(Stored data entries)

◇ ◇ ◇ ◇ ◇ ◇ ◇

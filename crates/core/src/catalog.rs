//! Level catalog - the fixed, ordered list of level descriptors
//!
//! Levels are immutable once loaded. Ids are ordinal: the first level is 1
//! and each following level is exactly one higher, so "next level" and
//! "highest unlocked level" are plain integer arithmetic.

use std::fmt;

use serde::Deserialize;

use crate::types::MAX_TILE_TYPES;

/// One level's parameters. Dimensions count interior cells only; the board
/// adds a one-cell empty border on every side.
#[derive(Debug, Clone, PartialEq, Eq, Deserialize)]
#[serde(rename_all = "camelCase")]
pub struct LevelConfig {
    pub id: u32,
    pub interior_rows: usize,
    pub interior_cols: usize,
    pub tile_type_count: u8,
    pub time_limit_seconds: u32,
    #[serde(default)]
    pub label: String,
    #[serde(default)]
    pub description: String,
}

impl LevelConfig {
    /// Board height including the border
    pub fn board_rows(&self) -> usize {
        self.interior_rows + 2
    }

    /// Board width including the border
    pub fn board_cols(&self) -> usize {
        self.interior_cols + 2
    }

    /// Tiles on a freshly generated board
    pub fn tile_total(&self) -> usize {
        self.interior_rows * self.interior_cols
    }

    fn builtin(
        id: u32,
        rows: usize,
        cols: usize,
        types: u8,
        time: u32,
        label: &str,
        description: &str,
    ) -> Self {
        Self {
            id,
            interior_rows: rows,
            interior_cols: cols,
            tile_type_count: types,
            time_limit_seconds: time,
            label: label.to_string(),
            description: description.to_string(),
        }
    }
}

/// Reasons a catalog fails validation
#[derive(Debug, Clone, PartialEq, Eq)]
pub enum CatalogError {
    Parse(String),
    Empty,
    IdOutOfOrder { index: usize, expected: u32, found: u32 },
    ZeroDimension { id: u32 },
    TileTypesOutOfRange { id: u32, count: u8 },
    ZeroTimeLimit { id: u32 },
}

impl CatalogError {
    pub fn code(&self) -> &'static str {
        match self {
            CatalogError::Parse(_) => "parse",
            CatalogError::Empty => "empty",
            CatalogError::IdOutOfOrder { .. } => "id_out_of_order",
            CatalogError::ZeroDimension { .. } => "zero_dimension",
            CatalogError::TileTypesOutOfRange { .. } => "tile_types_out_of_range",
            CatalogError::ZeroTimeLimit { .. } => "zero_time_limit",
        }
    }

    pub fn message(&self) -> String {
        match self {
            CatalogError::Parse(e) => format!("invalid level catalog json: {}", e),
            CatalogError::Empty => "level catalog has no levels".to_string(),
            CatalogError::IdOutOfOrder {
                index,
                expected,
                found,
            } => format!(
                "level #{} has id {}, expected {}",
                index + 1,
                found,
                expected
            ),
            CatalogError::ZeroDimension { id } => {
                format!("level {} has a zero interior dimension", id)
            }
            CatalogError::TileTypesOutOfRange { id, count } => format!(
                "level {} uses {} tile types, expected 1..={}",
                id, count, MAX_TILE_TYPES
            ),
            CatalogError::ZeroTimeLimit { id } => format!("level {} has no time limit", id),
        }
    }
}

impl fmt::Display for CatalogError {
    fn fmt(&self, f: &mut fmt::Formatter<'_>) -> fmt::Result {
        write!(f, "{}: {}", self.code(), self.message())
    }
}

impl std::error::Error for CatalogError {}

/// Ordered, validated list of levels
#[derive(Debug, Clone, PartialEq, Eq)]
pub struct LevelCatalog {
    levels: Vec<LevelConfig>,
}

impl LevelCatalog {
    /// The nine stock levels
    pub fn builtin() -> Self {
        let levels = vec![
            LevelConfig::builtin(1, 6, 6, 4, 60, "Beginner", "An easy warm-up (6x6)"),
            LevelConfig::builtin(2, 6, 8, 6, 90, "Novice", "Finding the rhythm (6x8)"),
            LevelConfig::builtin(3, 8, 8, 8, 120, "Intermediate", "Standard difficulty (8x8)"),
            LevelConfig::builtin(4, 8, 10, 10, 150, "Advanced", "A test of sharp eyes (8x10)"),
            LevelConfig::builtin(5, 9, 12, 12, 180, "Extreme", "Every second counts (9x12)"),
            LevelConfig::builtin(6, 10, 12, 14, 200, "Divine", "Dazzling (10x12)"),
            LevelConfig::builtin(7, 10, 14, 15, 220, "Transcendent", "Densely packed (10x14)"),
            LevelConfig::builtin(8, 12, 14, 16, 240, "Summit", "Brain burner (12x14)"),
            LevelConfig::builtin(9, 12, 16, 16, 260, "Journey's End", "All becomes one (12x16)"),
        ];
        Self { levels }
    }

    /// Parse and validate a JSON array of level objects
    pub fn from_json(json: &str) -> Result<Self, CatalogError> {
        let levels: Vec<LevelConfig> =
            serde_json::from_str(json).map_err(|e| CatalogError::Parse(e.to_string()))?;
        Self::from_levels(levels)
    }

    pub fn from_levels(levels: Vec<LevelConfig>) -> Result<Self, CatalogError> {
        if levels.is_empty() {
            return Err(CatalogError::Empty);
        }
        for (index, level) in levels.iter().enumerate() {
            let expected = index as u32 + 1;
            if level.id != expected {
                return Err(CatalogError::IdOutOfOrder {
                    index,
                    expected,
                    found: level.id,
                });
            }
            if level.interior_rows == 0 || level.interior_cols == 0 {
                return Err(CatalogError::ZeroDimension { id: level.id });
            }
            if level.tile_type_count == 0 || level.tile_type_count > MAX_TILE_TYPES {
                return Err(CatalogError::TileTypesOutOfRange {
                    id: level.id,
                    count: level.tile_type_count,
                });
            }
            if level.time_limit_seconds == 0 {
                return Err(CatalogError::ZeroTimeLimit { id: level.id });
            }
        }
        Ok(Self { levels })
    }

    pub fn get(&self, id: u32) -> Option<&LevelConfig> {
        let index = (id as usize).checked_sub(1)?;
        self.levels.get(index)
    }

    /// The level after `id`, or `None` past the last one
    pub fn next_after(&self, id: u32) -> Option<&LevelConfig> {
        self.get(id.saturating_add(1))
    }

    pub fn len(&self) -> usize {
        self.levels.len()
    }

    pub fn is_empty(&self) -> bool {
        self.levels.is_empty()
    }

    /// Id of the final level
    pub fn last_id(&self) -> u32 {
        self.levels.len() as u32
    }

    pub fn iter(&self) -> impl Iterator<Item = &LevelConfig> {
        self.levels.iter()
    }
}

impl Default for LevelCatalog {
    fn default() -> Self {
        Self::builtin()
    }
}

◇ ◇ ◇ ◇ ◇ ◇ ◇

From the first line to the last, copy the records exactly as they appear above.

#### [ANSWER BOX]
filename crates/core/src/catalog.rs
//! Level catalog - the fixed, ordered list of level descriptors
//!
//! Levels are immutable once loaded. Ids are ordinal: the first level is 1
//! and each following level is exactly one higher, so "next level" and
//! "highest unlocked level" are plain integer arithmetic.

use std::fmt;

use serde::Deserialize;

use crate::types::MAX_TILE_TYPES;

/// One level's parameters. Dimensions count interior cells only; the board
/// adds a one-cell empty border on every side.
#[derive(Debug, Clone, PartialEq, Eq, Deserialize)]
#[serde(rename_all = "camelCase")]
pub struct LevelConfig {
    pub id: u32,
    pub interior_rows: usize,
    pub interior_cols: usize,
    pub tile_type_count: u8,
    pub time_limit_seconds: u32,
    #[serde(default)]
    pub label: String,
    #[serde(default)]
    pub description: String,
}

impl LevelConfig {
    /// Board height including the border
    pub fn board_rows(&self) -> usize {
        self.interior_rows + 2
    }

    /// Board width including the border
    pub fn board_cols(&self) -> usize {
        self.interior_cols + 2
    }

    /// Tiles on a freshly generated board
    pub fn tile_total(&self) -> usize {
        self.interior_rows * self.interior_cols
    }

    fn builtin(
        id: u32,
        rows: usize,
        cols: usize,
        types: u8,
        time: u32,
        label: &str,
        description: &str,
    ) -> Self {
        Self {
            id,
            interior_rows: rows,
            interior_cols: cols,
            tile_type_count: types,
            time_limit_seconds: time,
            label: label.to_string(),
            description: description.to_string(),
        }
    }
}

/// Reasons a catalog fails validation
#[derive(Debug, Clone, PartialEq, Eq)]
pub enum CatalogError {
    Parse(String),
    Empty,
    IdOutOfOrder { index: usize, expected: u32, found: u32 },
    ZeroDimension { id: u32 },
    TileTypesOutOfRange { id: u32, count: u8 },
    ZeroTimeLimit { id: u32 },
}

impl CatalogError {
    pub fn code(&self) -> &'static str {
        match self {
            CatalogError::Parse(_) => "parse",
            CatalogError::Empty => "empty",
            CatalogError::IdOutOfOrder { .. } => "id_out_of_order",
            CatalogError::ZeroDimension { .. } => "zero_dimension",
            CatalogError::TileTypesOutOfRange { .. } => "tile_types_out_of_range",
            CatalogError::ZeroTimeLimit { .. } => "zero_time_limit",
        }
    }

    pub fn message(&self) -> String {
        match self {
            CatalogError::Parse(e) => format!("invalid level catalog json: {}", e),
            CatalogError::Empty => "level catalog has no levels".to_string(),
            CatalogError::IdOutOfOrder {
                index,
                expected,
                found,
            } => format!(
                "level #{} has id {}, expected {}",
                index + 1,
                found,
                expected
            ),
            CatalogError::ZeroDimension { id } => {
                format!("level {} has a zero interior dimension", id)
            }
            CatalogError::TileTypesOutOfRange { id, count } => format!(
                "level {} uses {} tile types, expected 1..={}",
                id, count, MAX_TILE_TYPES
            ),
            CatalogError::ZeroTimeLimit { id } => format!("level {} has no time limit", id),
        }
    }
}

impl fmt::Display for CatalogError {
    fn fmt(&self, f: &mut fmt::Formatter<'_>) -> fmt::Result {
        write!(f, "{}: {}", self.code(), self.message())
    }
}

impl std::error::Error for CatalogError {}

/// Ordered, validated list of levels
#[derive(Debug, Clone, PartialEq, Eq)]
pub struct LevelCatalog {
    levels: Vec<LevelConfig>,
}

impl LevelCatalog {
    /// The nine stock levels
    pub fn builtin() -> Self {
        let levels = vec![
            LevelConfig::builtin(1, 6, 6, 4, 60, "Beginner", "An easy warm-up (6x6)"),
            LevelConfig::builtin(2, 6, 8, 6, 90, "Novice", "Finding the rhythm (6x8)"),
            LevelConfig::builtin(3, 8, 8, 8, 120, "Intermediate", "Standard difficulty (8x8)"),
            LevelConfig::builtin(4, 8, 10, 10, 150, "Advanced", "A test of sharp eyes (8x10)"),
            LevelConfig::builtin(5, 9, 12, 12, 180, "Extreme", "Every second counts (9x12)"),
            LevelConfig::builtin(6, 10, 12, 14, 200, "Divine", "Dazzling (10x12)"),
            LevelConfig::builtin(7, 10, 14, 15, 220, "Transcendent", "Densely packed (10x14)"),
            LevelConfig::builtin(8, 12, 14, 16, 240, "Summit", "Brain burner (12x14)"),
            LevelConfig::builtin(9, 12, 16, 16, 260, "Journey's End", "All becomes one (12x16)"),
        ];
        Self { levels }
    }

    /// Parse and validate a JSON array of level objects
    pub fn from_json(json: &str) -> Result<Self, CatalogError> {
        let levels: Vec<LevelConfig> =
            serde_json::from_str(json).map_err(|e| CatalogError::Parse(e.to_string()))?;
        Self::from_levels(levels)
    }

    pub fn from_levels(levels: Vec<LevelConfig>) -> Result<Self, CatalogError> {
        if levels.is_empty() {
            return Err(CatalogError::Empty);
        }
        for (index, level) in levels.iter().enumerate() {
            let expected = index as u32 + 1;
            if level.id != expected {
                return Err(CatalogError::IdOutOfOrder {
                    index,
                    expected,
                    found: level.id,
                });
            }
            if level.interior_rows == 0 || level.interior_cols == 0 {
                return Err(CatalogError::ZeroDimension { id: level.id });
            }
            if level.tile_type_count == 0 || level.tile_type_count > MAX_TILE_TYPES {
                return Err(CatalogError::TileTypesOutOfRange {
                    id: level.id,
                    count: level.tile_type_count,
                });
            }
            if level.time_limit_seconds == 0 {
                return Err(CatalogError::ZeroTimeLimit { id: level.id });
            }
        }
        Ok(Self { levels })
    }

    pub fn get(&self, id: u32) -> Option<&LevelConfig> {
        let index = (id as usize).checked_sub(1)?;
        self.levels.get(index)
    }

    /// The level after `id`, or `None` past the last one
    pub fn next_after(&self, id: u32) -> Option<&LevelConfig> {
        self.get(id.saturating_add(1))
    }

    pub fn len(&self) -> usize {
        self.levels.len()
    }

    pub fn is_empty(&self) -> bool {
        self.levels.is_empty()
    }

    /// Id of the final level
    pub fn last_id(&self) -> u32 {
        self.levels.len() as u32
    }

    pub fn iter(&self) -> impl Iterator<Item = &LevelConfig> {
        self.levels.iter()
    }
}

impl Default for LevelCatalog {
    fn default() -> Self {
        Self::builtin()
    }
}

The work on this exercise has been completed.